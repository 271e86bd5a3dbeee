//! Display-refresh hook for the home-screen widget surface.
//!
//! The widget timeline renders the featured board outside the app process,
//! so it cannot observe in-memory state. The store pings this hook after
//! every successful whiteboard persistence; the platform shell maps it onto
//! whatever reload call the OS widget framework exposes.

#[cfg(test)]
#[path = "refresh_test.rs"]
mod refresh_test;

use tracing::debug;

/// Fire-and-forget notification that whiteboard data changed on disk.
pub trait WidgetRefresher {
    /// Ask the display surface to re-read persisted state. No return value;
    /// the surface refreshes on its own schedule.
    fn notify_changed(&self);
}

/// Refresher that does nothing. Used headless and in previews.
#[derive(Debug, Default)]
pub struct NullRefresher;

impl WidgetRefresher for NullRefresher {
    fn notify_changed(&self) {}
}

/// Refresher that records the request in the log stream only.
#[derive(Debug, Default)]
pub struct LogRefresher;

impl WidgetRefresher for LogRefresher {
    fn notify_changed(&self) {
        debug!("widget timeline refresh requested");
    }
}
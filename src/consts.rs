//! Storage keys and bootstrap constants shared across the crate.

// ── Key-value storage keys ──────────────────────────────────────

/// Key holding the serialized current-user record.
pub const USER_KEY: &str = "whiteboard_user";

/// Key holding the onboarding-complete boolean flag.
pub const ONBOARDING_KEY: &str = "onboarding_complete";

// ── First-run sample board ──────────────────────────────────────

/// Name of the whiteboard seeded when storage is empty.
pub const SAMPLE_BOARD_NAME: &str = "My First Whiteboard";

/// Text content of the single seeded item.
pub const SAMPLE_ITEM_CONTENT: &str = "Welcome! Tap anywhere to add a note.";

/// Author id recorded on seeded content (no user may exist yet at first run).
pub const SAMPLE_AUTHOR: &str = "system";

/// Horizontal position of the seeded item in board coordinates.
pub const SAMPLE_ITEM_X: f64 = 120.0;

/// Vertical position of the seeded item in board coordinates.
pub const SAMPLE_ITEM_Y: f64 = 160.0;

Exercise description:
Look through the entries and give the number of lines containing the word "struct". Add nothing else.

Solution:
2